RECORD SET section start

// ==========================================
// Núcleo BI Cartorial - Tipos de domínio
// ==========================================
// Enums fundamentais: tipo de dataset, modo de carga,
// status de importação e escopo de contrato.
// Formato de serialização: SCREAMING_SNAKE_CASE (igual ao banco)
// ==========================================

use serde::{Deserialize, Serialize};
use std::fmt;

// ==========================================
// DatasetKind - Tipo de arquivo importável
// ==========================================
// Catálogo fixo: um tipo por extrato que os sistemas de
// origem exportam. Configurado uma vez por implantação.
#[derive(Debug, Clone, Copy, PartialEq, Eq, Hash, Serialize, Deserialize)]
#[serde(rename_all = "snake_case")]
pub enum DatasetKind {
    OsSelo,
    OsLanc,
    HisSelo,
    HisSeloDetalhe,
    TabelaLancamentos,
}

impl DatasetKind {
    /// Identificador persistido em `importacoes_log.tipo_arquivo`.
    pub fn as_str(&self) -> &'static str {
        match self {
            DatasetKind::OsSelo => "os_selo",
            DatasetKind::OsLanc => "os_lanc",
            DatasetKind::HisSelo => "his_selo",
            DatasetKind::HisSeloDetalhe => "his_selo_detalhe_pr",
            DatasetKind::TabelaLancamentos => "tabela_lancamentos",
        }
    }

    /// Converte o identificador textual (CLI, banco) de volta ao enum.
    pub fn parse(s: &str) -> Option<DatasetKind> {
        match s {
            "os_selo" => Some(DatasetKind::OsSelo),
            "os_lanc" => Some(DatasetKind::OsLanc),
            "his_selo" => Some(DatasetKind::HisSelo),
            "his_selo_detalhe_pr" => Some(DatasetKind::HisSeloDetalhe),
            "tabela_lancamentos" => Some(DatasetKind::TabelaLancamentos),
            _ => None,
        }
    }
}

impl fmt::Display for DatasetKind {
    fn fmt(&self, f: &mut fmt::Formatter<'_>) -> fmt::Result {
        write!(f, "{}", self.as_str())
    }
}

// ==========================================
// LoadMode - Modo de carga
// ==========================================
// FULL_RELOAD: apaga o recorte (contrato, sistema) e regrava o arquivo.
// INCREMENTAL: insere sob política de conflito, nunca apaga.
#[derive(Debug, Clone, Copy, PartialEq, Eq, Serialize, Deserialize)]
#[serde(rename_all = "SCREAMING_SNAKE_CASE")]
pub enum LoadMode {
    FullReload,
    Incremental,
}

impl LoadMode {
    pub fn as_str(&self) -> &'static str {
        match self {
            LoadMode::FullReload => "FULL_RELOAD",
            LoadMode::Incremental => "INCREMENTAL",
        }
    }

    pub fn parse(s: &str) -> Option<LoadMode> {
        match s {
            "FULL_RELOAD" => Some(LoadMode::FullReload),
            "INCREMENTAL" => Some(LoadMode::Incremental),
            _ => None,
        }
    }
}

impl fmt::Display for LoadMode {
    fn fmt(&self, f: &mut fmt::Formatter<'_>) -> fmt::Result {
        write!(f, "{}", self.as_str())
    }
}

// ==========================================
// ImportStatus - Ciclo de vida do log de importação
// ==========================================
// PROCESSING -> exatamente uma transição terminal
// (SUCCESS | ERROR | NO_DATA); imutável depois disso.
#[derive(Debug, Clone, Copy, PartialEq, Eq, Serialize, Deserialize)]
#[serde(rename_all = "SCREAMING_SNAKE_CASE")]
pub enum ImportStatus {
    Processing,
    Success,
    Error,
    NoData,
}

impl ImportStatus {
    pub fn as_str(&self) -> &'static str {
        match self {
            ImportStatus::Processing => "PROCESSING",
            ImportStatus::Success => "SUCCESS",
            ImportStatus::Error => "ERROR",
            ImportStatus::NoData => "NO_DATA",
        }
    }

    pub fn parse(s: &str) -> Option<ImportStatus> {
        match s {
            "PROCESSING" => Some(ImportStatus::Processing),
            "SUCCESS" => Some(ImportStatus::Success),
            "ERROR" => Some(ImportStatus::Error),
            "NO_DATA" => Some(ImportStatus::NoData),
            _ => None,
        }
    }

    /// Status terminais encerram o log; PROCESSING é o único transitório.
    pub fn is_terminal(&self) -> bool {
        !matches!(self, ImportStatus::Processing)
    }
}

impl fmt::Display for ImportStatus {
    fn fmt(&self, f: &mut fmt::Formatter<'_>) -> fmt::Result {
        write!(f, "{}", self.as_str())
    }
}

// ==========================================
// TenantScope - Escopo de contrato das consultas
// ==========================================
// Toda consulta de conciliação/auditoria carrega um escopo
// explícito: um contrato específico ou todos (perfil MASTER).
// O enum impede que o filtro de contrato seja esquecido por omissão.
#[derive(Debug, Clone, Copy, PartialEq, Eq, Serialize, Deserialize)]
pub enum TenantScope {
    /// Restrito a um contrato (perfil ADMIN).
    Contrato(i64),
    /// Sem restrição de contrato (perfil MASTER).
    Todos,
}

impl TenantScope {
    pub fn contrato_id(&self) -> Option<i64> {
        match self {
            TenantScope::Contrato(id) => Some(*id),
            TenantScope::Todos => None,
        }
    }
}

// ==========================================
// Natureza - Classificação direcional do lançamento
// ==========================================
// Derivada do código de operação de os_lanc:
// "E" -> ENTRADA, "S" -> SAIDA, qualquer outro valor -> nulo.
#[derive(Debug, Clone, Copy, PartialEq, Eq, Serialize, Deserialize)]
#[serde(rename_all = "SCREAMING_SNAKE_CASE")]
pub enum Natureza {
    Entrada,
    Saida,
}

impl Natureza {
    pub fn as_str(&self) -> &'static str {
        match self {
            Natureza::Entrada => "ENTRADA",
            Natureza::Saida => "SAIDA",
        }
    }

    /// Mapeia o código de operação do extrato ("E"/"S").
    pub fn from_operacao(op: &str) -> Option<Natureza> {
        match op {
            "E" => Some(Natureza::Entrada),
            "S" => Some(Natureza::Saida),
            _ => None,
        }
    }
}

impl fmt::Display for Natureza {
    fn fmt(&self, f: &mut fmt::Formatter<'_>) -> fmt::Result {
        write!(f, "{}", self.as_str())
    }
}
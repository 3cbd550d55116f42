use crate::repository::error::RepositoryError;
use thiserror::Error;

/// Erros da camada de autenticação
#[derive(Debug, Error)]
pub enum AuthError {
    #[error("falha ao calcular hash de senha: {0}")]
    HashingFailed(String),

    #[error("hash de senha em formato inválido")]
    InvalidHashFormat,

    #[error(transparent)]
    Repository(#[from] RepositoryError),
}
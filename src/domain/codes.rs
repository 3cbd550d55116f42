// ==========================================
// Núcleo BI Cartorial - Catálogos de códigos
// ==========================================
// Códigos estáveis de erro/sucesso gravados no log de importação
// e devolvidos ao chamador. Catálogo imutável, consultado por
// referência; os textos são a mensagem exibível e a ação sugerida
// para a operação (N1/N2/N3).
// ==========================================

use serde::{Deserialize, Serialize};
use std::fmt;

// ==========================================
// ErrorCode - Códigos de erro
// ==========================================
#[derive(Debug, Clone, Copy, PartialEq, Eq, Hash, Serialize, Deserialize)]
pub enum ErrorCode {
    /// IMPORT_001 - extensão de arquivo não suportada
    InvalidFileType,
    /// IMPORT_002 - colunas obrigatórias ausentes (ou extras, no caso da dimensão)
    MissingRequiredColumns,
    /// IMPORT_003 - modo de carga incompatível com o tipo de arquivo
    InvalidImportMode,
    /// IMPORT_004 - senha de confirmação não confere
    InvalidPassword,
    /// IMPORT_005 - senha de confirmação ausente na carga FULL_RELOAD
    PasswordRequired,
    /// IMPORT_006 - arquivo sem registros válidos (condição benigna)
    EmptyFile,
    /// IMPORT_007 - tipo de importação fora do catálogo
    ImportTypeNotConfigured,
    /// DB_001 - falha de persistência
    DatabaseError,
    /// DB_002 - violação de chave única
    DuplicateKey,
    /// SYS_001 - erro não categorizado
    UnexpectedError,
}

impl ErrorCode {
    pub fn as_str(&self) -> &'static str {
        match self {
            ErrorCode::InvalidFileType => "IMPORT_001",
            ErrorCode::MissingRequiredColumns => "IMPORT_002",
            ErrorCode::InvalidImportMode => "IMPORT_003",
            ErrorCode::InvalidPassword => "IMPORT_004",
            ErrorCode::PasswordRequired => "IMPORT_005",
            ErrorCode::EmptyFile => "IMPORT_006",
            ErrorCode::ImportTypeNotConfigured => "IMPORT_007",
            ErrorCode::DatabaseError => "DB_001",
            ErrorCode::DuplicateKey => "DB_002",
            ErrorCode::UnexpectedError => "SYS_001",
        }
    }

    /// Mensagem padrão do catálogo.
    pub fn mensagem(&self) -> &'static str {
        match self {
            ErrorCode::InvalidFileType => "Tipo de arquivo inválido. Utilize um arquivo .xlsx ou .csv",
            ErrorCode::MissingRequiredColumns => "Arquivo não contém todas as colunas obrigatórias",
            ErrorCode::InvalidImportMode => "Modo de importação inválido para este tipo de arquivo",
            ErrorCode::InvalidPassword => "Senha de confirmação inválida",
            ErrorCode::PasswordRequired => "Confirmação de senha obrigatória para carga inicial",
            ErrorCode::EmptyFile => "Arquivo enviado não possui registros válidos",
            ErrorCode::ImportTypeNotConfigured => "Tipo de importação não configurado no sistema",
            ErrorCode::DatabaseError => "Erro ao persistir dados no banco",
            ErrorCode::DuplicateKey => "Registro duplicado identificado",
            ErrorCode::UnexpectedError => "Erro inesperado no sistema",
        }
    }

    /// Ação sugerida para o atendimento.
    pub fn acao(&self) -> &'static str {
        match self {
            ErrorCode::InvalidFileType => "Solicitar novo arquivo ao cliente",
            ErrorCode::MissingRequiredColumns => "Validar layout do arquivo com o cliente",
            ErrorCode::InvalidImportMode => "Verificar configuração do tipo de importação",
            ErrorCode::InvalidPassword => "Solicitar nova confirmação ao usuário",
            ErrorCode::PasswordRequired => "Solicitar confirmação de senha ao usuário",
            ErrorCode::EmptyFile => "Orientar cliente a revisar o conteúdo do arquivo",
            ErrorCode::ImportTypeNotConfigured => "Encaminhar para N3",
            ErrorCode::DatabaseError => "Encaminhar para N3 / DBA",
            ErrorCode::DuplicateKey => "Validar chave única e dados do arquivo",
            ErrorCode::UnexpectedError => "Encaminhar para N3",
        }
    }

    /// Arquivo vazio não é falha: vira NO_DATA no log e resposta
    /// de sucesso sem registros para o chamador.
    pub fn is_benigno(&self) -> bool {
        matches!(self, ErrorCode::EmptyFile)
    }
}

impl fmt::Display for ErrorCode {
    fn fmt(&self, f: &mut fmt::Formatter<'_>) -> fmt::Result {
        write!(f, "{}", self.as_str())
    }
}

// ==========================================
// SuccessCode - Códigos de sucesso
// ==========================================
#[derive(Debug, Clone, Copy, PartialEq, Eq, Hash, Serialize, Deserialize)]
pub enum SuccessCode {
    ImportSuccess,
    ImportNoData,
    /// BI_001 - consulta de selos pendentes FNC
    BiSelosPendentes,
    /// BI_002 - duplicidades no mesmo sistema de origem
    BiDuplicadosMesmoSistema,
    /// BI_003 - duplicidades entre sistemas de origem
    BiDuplicadosEntreSistemas,
}

impl SuccessCode {
    pub fn as_str(&self) -> &'static str {
        match self {
            SuccessCode::ImportSuccess => "IMPORT_SUCCESS",
            SuccessCode::ImportNoData => "IMPORT_NO_DATA",
            SuccessCode::BiSelosPendentes => "BI_001",
            SuccessCode::BiDuplicadosMesmoSistema => "BI_002",
            SuccessCode::BiDuplicadosEntreSistemas => "BI_003",
        }
    }

    pub fn mensagem(&self) -> &'static str {
        match self {
            SuccessCode::ImportSuccess => "Importação realizada com sucesso",
            SuccessCode::ImportNoData => {
                "Arquivo processado, mas nenhum registro válido foi encontrado"
            }
            SuccessCode::BiSelosPendentes => {
                "Consulta de selos pendentes realizada com sucesso"
            }
            SuccessCode::BiDuplicadosMesmoSistema => {
                "Consulta de selos duplicados no mesmo sistema realizada com sucesso"
            }
            SuccessCode::BiDuplicadosEntreSistemas => {
                "Consulta de selos duplicados em sistemas de origem diferentes realizada com sucesso"
            }
        }
    }
}

impl fmt::Display for SuccessCode {
    fn fmt(&self, f: &mut fmt::Formatter<'_>) -> fmt::Result {
        write!(f, "{}", self.as_str())
    }
}
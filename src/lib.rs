// ==========================================
// Núcleo BI Cartorial - Biblioteca central
// ==========================================
// Importação de extratos de sistemas cartoriais (OS, histórico de
// selos, tabela de lançamentos) e conciliação de selos contra o
// FNC, com isolamento por contrato em todas as consultas.
// ==========================================

// ==========================================
// Declaração de módulos
// ==========================================

// Camada de domínio - tipos e entidades
pub mod domain;

// Camada de repositórios - acesso a dados
pub mod repository;

// Camada de importação - pipeline de arquivos
pub mod importer;

// Consultas de conciliação (BI)
pub mod bi;

// Catálogo de datasets importáveis
pub mod config;

// Credenciais e confirmação de carga
pub mod auth;

// Infraestrutura de banco (conexão/PRAGMA/schema)
pub mod db;

// Sistema de logs
pub mod logging;

// Camada de API - fachadas de negócio
pub mod api;

// ==========================================
// Reexportação dos tipos centrais
// ==========================================

// Tipos de domínio
pub use domain::types::{DatasetKind, ImportStatus, LoadMode, TenantScope};

// Identidade e perfis
pub use domain::identity::{Identity, UserRole};

// Catálogo de códigos
pub use domain::codes::{ErrorCode, SuccessCode};

// Pipeline de importação
pub use importer::{DatasetImporter, ImportError, ImportOutcome, ImportRequest};

// API
pub use api::{ApiError, ApiResult, BiApi, ImportApi, ImportApiResponse, LogsApi};

// ==========================================
// Constantes do sistema
// ==========================================

// Versão do sistema
pub const VERSION: &str = env!("CARGO_PKG_VERSION");

// Nome do sistema
pub const APP_NAME: &str = "Núcleo BI Cartorial";
// ==========================================
// Núcleo BI Cartorial - API de conciliação
// ==========================================
// Consultas de BI sobre os dados já carregados: selos pendentes
// no FNC e duplicidades dentro de um sistema ou entre sistemas.
// O escopo de contrato sai da identidade, nunca do chamador.
// ==========================================

use rusqlite::Connection;
use serde::Serialize;
use std::sync::{Arc, Mutex};

use crate::bi::{
    PeriodoConsulta, SeloDuplicadoEntreSistemas, SeloDuplicadoMesmoSistema, SeloPendente,
    SelosDuplicadosRepository, SelosPendentesRepository,
};
use crate::domain::codes::SuccessCode;
use crate::domain::identity::Identity;

use super::error::ApiResult;

// ==========================================
// BiQueryResponse - Envelope das consultas
// ==========================================
#[derive(Debug, Clone, Serialize)]
pub struct BiQueryResponse<T> {
    pub success_code: String,
    pub mensagem: String,
    pub total_registros: usize,
    pub registros: Vec<T>,
}

impl<T> BiQueryResponse<T> {
    fn nova(codigo: SuccessCode, registros: Vec<T>) -> Self {
        Self {
            success_code: codigo.as_str().to_string(),
            mensagem: codigo.mensagem().to_string(),
            total_registros: registros.len(),
            registros,
        }
    }
}

// ==========================================
// BiApi
// ==========================================
pub struct BiApi {
    pendentes: SelosPendentesRepository,
    duplicados: SelosDuplicadosRepository,
}

impl BiApi {
    pub fn new(conn: Arc<Mutex<Connection>>) -> Self {
        Self {
            pendentes: SelosPendentesRepository::new(conn.clone()),
            duplicados: SelosDuplicadosRepository::new(conn),
        }
    }

    /// Selos com cobrança registrada no histórico mas sem
    /// confirmação de uso no mesmo sistema de origem.
    pub fn selos_pendentes(
        &self,
        identity: &Identity,
        periodo: &PeriodoConsulta,
    ) -> ApiResult<BiQueryResponse<SeloPendente>> {
        let registros = self.pendentes.listar(identity.scope(), periodo)?;
        Ok(BiQueryResponse::nova(
            SuccessCode::BiSelosPendentes,
            registros,
        ))
    }

    pub fn selos_duplicados_mesmo_sistema(
        &self,
        identity: &Identity,
        periodo: &PeriodoConsulta,
    ) -> ApiResult<BiQueryResponse<SeloDuplicadoMesmoSistema>> {
        let registros = self
            .duplicados
            .listar_mesmo_sistema(identity.scope(), periodo)?;
        Ok(BiQueryResponse::nova(
            SuccessCode::BiDuplicadosMesmoSistema,
            registros,
        ))
    }

    pub fn selos_duplicados_entre_sistemas(
        &self,
        identity: &Identity,
        periodo: &PeriodoConsulta,
    ) -> ApiResult<BiQueryResponse<SeloDuplicadoEntreSistemas>> {
        let registros = self
            .duplicados
            .listar_entre_sistemas(identity.scope(), periodo)?;
        Ok(BiQueryResponse::nova(
            SuccessCode::BiDuplicadosEntreSistemas,
            registros,
        ))
    }
}
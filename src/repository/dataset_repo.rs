// ==========================================
// Núcleo BI Cartorial - Repositório de datasets importados
// ==========================================
// Persistência dos lotes tipados: uma transação por lote, wipe
// escopado no FULL_RELOAD e política de conflito por dataset
// (Skip ou UpdateSubset), conforme o catálogo.
// Regra: reimportar o mesmo arquivo nunca duplica linha.
// ==========================================

mod core;

#[cfg(test)]
mod tests;

pub use core::DatasetRepository;
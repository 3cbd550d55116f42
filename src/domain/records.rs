// ==========================================
// Núcleo BI Cartorial - Registros tipados de importação
// ==========================================
// Um struct por tipo de dataset, construído pelo normalizador.
// Invariante: campos identificadores nunca são nulos aqui; linhas
// sem identificador são descartadas antes da construção.
// Nada a jusante do normalizador opera sobre mapas crus.
// ==========================================

use chrono::{NaiveDate, NaiveDateTime};
use serde::{Deserialize, Serialize};

use super::types::{DatasetKind, Natureza};

// ==========================================
// OsSeloRecord - Ordem de Serviço x Selo (confirmação FNC)
// ==========================================
// Identificadores: (os_id, selo)
#[derive(Debug, Clone, PartialEq, Serialize, Deserialize)]
pub struct OsSeloRecord {
    pub id: Option<String>,
    pub os_id: String,
    pub selo: String,
    /// Nulo no arquivo vira 1.
    pub quantidade: f64,
}

// ==========================================
// OsLancRecord - Lançamento de Ordem de Serviço
// ==========================================
// Identificadores: (os, sequencia)
// Derivações: valor_abs, natureza, data_lancamento, selo_principal
#[derive(Debug, Clone, PartialEq, Serialize, Deserialize)]
pub struct OsLancRecord {
    pub id: Option<String>,
    pub situacao: Option<String>,
    /// Nulo no arquivo vira 1.
    pub quantidade: f64,
    pub valor: Option<f64>,
    /// |valor|, quando valor é numérico.
    pub valor_abs: Option<f64>,
    pub capa: Option<String>,
    pub livro: Option<String>,
    pub folha: Option<String>,
    pub dt_lancou: Option<NaiveDateTime>,
    /// Parte-data de dt_lancou (coluna de corte para o BI).
    pub data_lancamento: Option<NaiveDate>,
    pub os: String,
    pub sequencia: String,
    pub operacao: Option<String>,
    pub natureza: Option<Natureza>,
    pub lcto: Option<String>,
    pub recibo: Option<String>,
    /// Chave de negócio composta: IDREF- + capa/livro/folha com zeros à esquerda.
    pub selo_principal: String,
}

// ==========================================
// HisSeloRecord - Histórico de selos emitidos
// ==========================================
// Identificadores: (selo, data)
#[derive(Debug, Clone, PartialEq, Serialize, Deserialize)]
pub struct HisSeloRecord {
    pub id: Option<String>,
    pub selo: String,
    pub tipo_ato: Option<String>,
    pub capa: Option<String>,
    pub livro: Option<String>,
    pub folha: Option<String>,
    /// Nulo no arquivo vira 1.
    pub quantidade: f64,
    pub data: NaiveDateTime,
}

// ==========================================
// HisSeloDetalheRecord - Detalhe de baixa do selo (PR)
// ==========================================
// Identificadores: (id, selo_principal, id_codigo_ato, data_ato)
#[derive(Debug, Clone, PartialEq, Serialize, Deserialize)]
pub struct HisSeloDetalheRecord {
    pub id: String,
    pub selo_principal: String,
    pub id_codigo_ato: i64,
    /// Data de negócio derivada de `dataato`.
    pub data_ato: NaiveDate,
}

// ==========================================
// TipoLancamentoRecord - Dimensão de tipos de lançamento
// ==========================================
// Identificador: codlcto. Dimensão global, sem contrato.
#[derive(Debug, Clone, PartialEq, Serialize, Deserialize)]
pub struct TipoLancamentoRecord {
    pub codlcto: String,
    pub descricao: Option<String>,
    pub tipo_lanc: Option<String>,
    pub grupodecontas: Option<String>,
    /// Nulo no arquivo vira false.
    pub status_inativo: bool,
}

// ==========================================
// RecordBatch - Lote tipado pronto para persistência
// ==========================================
#[derive(Debug, Clone, PartialEq, Serialize, Deserialize)]
pub enum RecordBatch {
    OsSelo(Vec<OsSeloRecord>),
    OsLanc(Vec<OsLancRecord>),
    HisSelo(Vec<HisSeloRecord>),
    HisSeloDetalhe(Vec<HisSeloDetalheRecord>),
    TabelaLancamentos(Vec<TipoLancamentoRecord>),
}

impl RecordBatch {
    pub fn kind(&self) -> DatasetKind {
        match self {
            RecordBatch::OsSelo(_) => DatasetKind::OsSelo,
            RecordBatch::OsLanc(_) => DatasetKind::OsLanc,
            RecordBatch::HisSelo(_) => DatasetKind::HisSelo,
            RecordBatch::HisSeloDetalhe(_) => DatasetKind::HisSeloDetalhe,
            RecordBatch::TabelaLancamentos(_) => DatasetKind::TabelaLancamentos,
        }
    }

    pub fn len(&self) -> usize {
        match self {
            RecordBatch::OsSelo(v) => v.len(),
            RecordBatch::OsLanc(v) => v.len(),
            RecordBatch::HisSelo(v) => v.len(),
            RecordBatch::HisSeloDetalhe(v) => v.len(),
            RecordBatch::TabelaLancamentos(v) => v.len(),
        }
    }

    pub fn is_empty(&self) -> bool {
        self.len() == 0
    }
}
// ==========================================
// Núcleo BI Cartorial - Camada de repositórios
// ==========================================
// Responsabilidade: acesso a dados sobre SQLite, sem regra de
// negócio. Toda consulta é parametrizada.
// ==========================================

pub mod dataset_repo;
pub mod error;
pub mod import_log_repo;
pub mod usuario_repo;

// Reexporta os repositórios centrais
pub use dataset_repo::DatasetRepository;
pub use error::{RepositoryError, RepositoryResult};
pub use import_log_repo::ImportLogRepository;
pub use usuario_repo::{UsuarioCredencial, UsuarioRepository};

RECORD SET section end

TASK OBJECTIVE: Search the records for lines holding the word "struct", then copy each line you find.

SOLUTION TO THIS TASK:
pub struct BiQueryResponse<T> {
pub struct BiApi {
// Um struct por tipo de dataset, construído pelo normalizador.
pub struct OsSeloRecord {
pub struct OsLancRecord {
pub struct HisSeloRecord {
pub struct HisSeloDetalheRecord {
pub struct TipoLancamentoRecord {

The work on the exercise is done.